Top of Dataset

//! Configuration: duplicate-handling settings, listing filters and the
//! category table, loaded from TOML.
//!
//! # Configuration File Format
//!
//! ```toml
//! [settings]
//! target_directory = "/home/me/Downloads"
//! delete_duplicate_files = false
//! rename_orphaned_duplicates = true
//!
//! [filters]
//! enable_hidden_files = false
//!
//! [filters.exclude]
//! filenames = ["Thumbs.db", ".DS_Store"]
//! patterns = ["*.part", "*.crdownload"]
//!
//! [filters.include]
//! patterns = []
//!
//! [categories]
//! images = ["jpg", "png"]
//! documents = ["pdf", "txt"]
//! ```
//!
//! Category order in the file is the tie-break order for extensions
//! declared more than once. Without a `[categories]` table the built-in
//! one from [`CategoryIndex::default`] is used.

use crate::category::CategoryIndex;
use crate::error::{OrganizeError, OrganizeResult};
use glob::Pattern;
use indexmap::IndexMap;
use serde::{Deserialize, Serialize};
use std::collections::HashSet;
use std::fs;
use std::path::{Path, PathBuf};
use thiserror::Error;

/// Name of the per-directory configuration file.
pub const LOCAL_CONFIG_FILE: &str = ".packrat.toml";

/// Errors that can occur while loading configuration.
///
/// All of these are fatal and are raised before anything on disk changes.
#[derive(Debug, Error)]
pub enum ConfigError {
    /// Configuration file not found at the specified path.
    #[error("Configuration file not found: {}", .0.display())]
    NotFound(PathBuf),

    /// The file exists but could not be read.
    #[error("IO error reading configuration {}: {source}", path.display())]
    Io {
        path: PathBuf,
        #[source]
        source: std::io::Error,
    },

    /// Invalid TOML syntax or structure.
    #[error("Invalid configuration: {0}")]
    Invalid(String),

    /// Invalid glob pattern in the listing filters.
    #[error("Invalid glob pattern '{pattern}': {reason}")]
    InvalidGlobPattern { pattern: String, reason: String },

    /// A category that cannot be used as a container name.
    #[error("Invalid category '{name}': {reason}")]
    InvalidCategory { name: String, reason: String },
}

/// Duplicate handling and the default target directory.
#[derive(Debug, Clone, Default, PartialEq, Eq, Serialize, Deserialize)]
pub struct Settings {
    /// Directory to organize when none is given on the command line.
    #[serde(default)]
    pub target_directory: Option<PathBuf>,

    /// Delete copies whose original sits next to them.
    #[serde(default)]
    pub delete_duplicate_files: bool,

    /// Strip the copy tag from copies that have no original.
    #[serde(default)]
    pub rename_orphaned_duplicates: bool,
}

impl Settings {
    /// Picks the directory to work on and checks that it exists.
    ///
    /// The command-line override wins, then `target_directory`, then
    /// `$HOME/Downloads`. The result is canonicalized.
    pub fn resolve_target_directory(&self, cli_target: Option<&Path>) -> OrganizeResult<PathBuf> {
        let candidate = match (cli_target, &self.target_directory) {
            (Some(path), _) => path.to_path_buf(),
            (None, Some(path)) => path.clone(),
            (None, None) => std::env::var("HOME")
                .map(|home| PathBuf::from(home).join("Downloads"))
                .map_err(|_| OrganizeError::InvalidTargetDirectory {
                    path: PathBuf::from("~/Downloads"),
                    reason: "no target given and HOME is not set".to_string(),
                })?,
        };

        if !candidate.is_dir() {
            return Err(OrganizeError::InvalidTargetDirectory {
                path: candidate,
                reason: "not an existing directory".to_string(),
            });
        }

        fs::canonicalize(&candidate).map_err(|e| OrganizeError::InvalidTargetDirectory {
            path: candidate,
            reason: e.to_string(),
        })
    }
}

/// Rules deciding which files of the target directory are considered.
#[derive(Debug, Clone, Default, Serialize, Deserialize)]
pub struct FilterRules {
    /// Whether to include hidden files (starting with "."). Defaults to false.
    #[serde(default)]
    pub enable_hidden_files: bool,

    #[serde(default)]
    pub exclude: ExcludeRules,

    /// Include rules override exclude rules and the hidden-file filter.
    #[serde(default)]
    pub include: IncludeRules,
}

#[derive(Debug, Clone, Default, Serialize, Deserialize)]
pub struct ExcludeRules {
    /// Exact filenames to leave alone (e.g., "Thumbs.db").
    #[serde(default)]
    pub filenames: Vec<String>,

    /// Glob patterns matched against the file name (e.g., "*.part").
    #[serde(default)]
    pub patterns: Vec<String>,
}

#[derive(Debug, Clone, Default, Serialize, Deserialize)]
pub struct IncludeRules {
    #[serde(default)]
    pub patterns: Vec<String>,
}

/// The whole configuration file.
#[derive(Debug, Clone, Default, Serialize, Deserialize)]
pub struct Config {
    #[serde(default)]
    pub settings: Settings,

    #[serde(default)]
    pub filters: FilterRules,

    /// Category name to extensions, in file order.
    #[serde(default)]
    pub categories: Option<IndexMap<String, Vec<String>>>,
}

impl Config {
    /// Load configuration from a file, with fallback to defaults.
    ///
    /// Attempts to load configuration in the following order:
    /// 1. If `config_path` is provided, load from that file
    /// 2. Look for `.packrat.toml` in the current directory
    /// 3. Look for `~/.config/packrat/config.toml` in home directory
    /// 4. Fall back to default configuration
    ///
    /// # Errors
    ///
    /// Returns an error if a configuration file is explicitly provided but cannot be read,
    /// or if any file found is not valid.
    pub fn load(config_path: Option<&Path>) -> Result<Self, ConfigError> {
        if let Some(path) = config_path {
            return Self::load_from_file(path);
        }

        let local_config = PathBuf::from(LOCAL_CONFIG_FILE);
        if local_config.exists() {
            return Self::load_from_file(&local_config);
        }

        if let Ok(home) = std::env::var("HOME") {
            let home_config = PathBuf::from(home)
                .join(".config")
                .join("packrat")
                .join("config.toml");
            if home_config.exists() {
                return Self::load_from_file(&home_config);
            }
        }

        tracing::debug!("no configuration file found, using defaults");
        Ok(Self::default())
    }

    fn load_from_file(path: &Path) -> Result<Self, ConfigError> {
        if !path.exists() {
            return Err(ConfigError::NotFound(path.to_path_buf()));
        }

        let content = fs::read_to_string(path).map_err(|e| ConfigError::Io {
            path: path.to_path_buf(),
            source: e,
        })?;

        tracing::debug!(path = %path.display(), "loading configuration");
        Self::from_toml(&content)
    }

    /// Parses a configuration from TOML text.
    pub fn from_toml(content: &str) -> Result<Self, ConfigError> {
        toml::from_str(content).map_err(|e| ConfigError::Invalid(e.to_string()))
    }

    /// Builds the category index, falling back to the built-in table.
    pub fn category_index(&self) -> Result<CategoryIndex, ConfigError> {
        match &self.categories {
            Some(mapping) => CategoryIndex::new(mapping.clone()),
            None => Ok(CategoryIndex::default()),
        }
    }

    /// Compile the listing filters for matching.
    ///
    /// # Errors
    ///
    /// Returns an error if any glob pattern is invalid.
    pub fn compile_filters(&self) -> Result<CompiledFilters, ConfigError> {
        CompiledFilters::new(&self.filters)
    }
}

/// Listing filters with their glob patterns parsed once.
#[derive(Debug, Clone, Default)]
pub struct CompiledFilters {
    enable_hidden_files: bool,
    exclude_filenames: HashSet<String>,
    exclude_patterns: Vec<Pattern>,
    include_patterns: Vec<Pattern>,
}

impl CompiledFilters {
    fn new(rules: &FilterRules) -> Result<Self, ConfigError> {
        Ok(Self {
            enable_hidden_files: rules.enable_hidden_files,
            exclude_filenames: rules.exclude.filenames.iter().cloned().collect(),
            exclude_patterns: compile_patterns(&rules.exclude.patterns)?,
            include_patterns: compile_patterns(&rules.include.patterns)?,
        })
    }

    /// Check if a file should be part of the listing.
    ///
    /// Include patterns win; then hidden files, exact names and exclude
    /// patterns are rejected in that order.
    pub fn should_include(&self, file_name: &str) -> bool {
        if self.include_patterns.iter().any(|p| p.matches(file_name)) {
            return true;
        }
        if !self.enable_hidden_files && file_name.starts_with('.') {
            return false;
        }
        if self.exclude_filenames.contains(file_name) {
            return false;
        }
        !self.exclude_patterns.iter().any(|p| p.matches(file_name))
    }
}

fn compile_patterns(patterns: &[String]) -> Result<Vec<Pattern>, ConfigError> {
    patterns
        .iter()
        .map(|pattern| {
            Pattern::new(pattern).map_err(|e| ConfigError::InvalidGlobPattern {
                pattern: pattern.clone(),
                reason: e.msg.to_string(),
            })
        })
        .collect()
}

Bottom of Dataset

# Exercise
Copy the lines above exactly. Start with the line containing "Eq, Serialize, Deserialize)]", end with the line containing "The command-line override", and include both.

# Task solution
#[derive(Debug, Clone, Default, PartialEq, Eq, Serialize, Deserialize)]
pub struct Settings {
    /// Directory to organize when none is given on the command line.
    #[serde(default)]
    pub target_directory: Option<PathBuf>,

    /// Delete copies whose original sits next to them.
    #[serde(default)]
    pub delete_duplicate_files: bool,

    /// Strip the copy tag from copies that have no original.
    #[serde(default)]
    pub rename_orphaned_duplicates: bool,
}

impl Settings {
    /// Picks the directory to work on and checks that it exists.
    ///
    /// The command-line override wins, then `target_directory`, then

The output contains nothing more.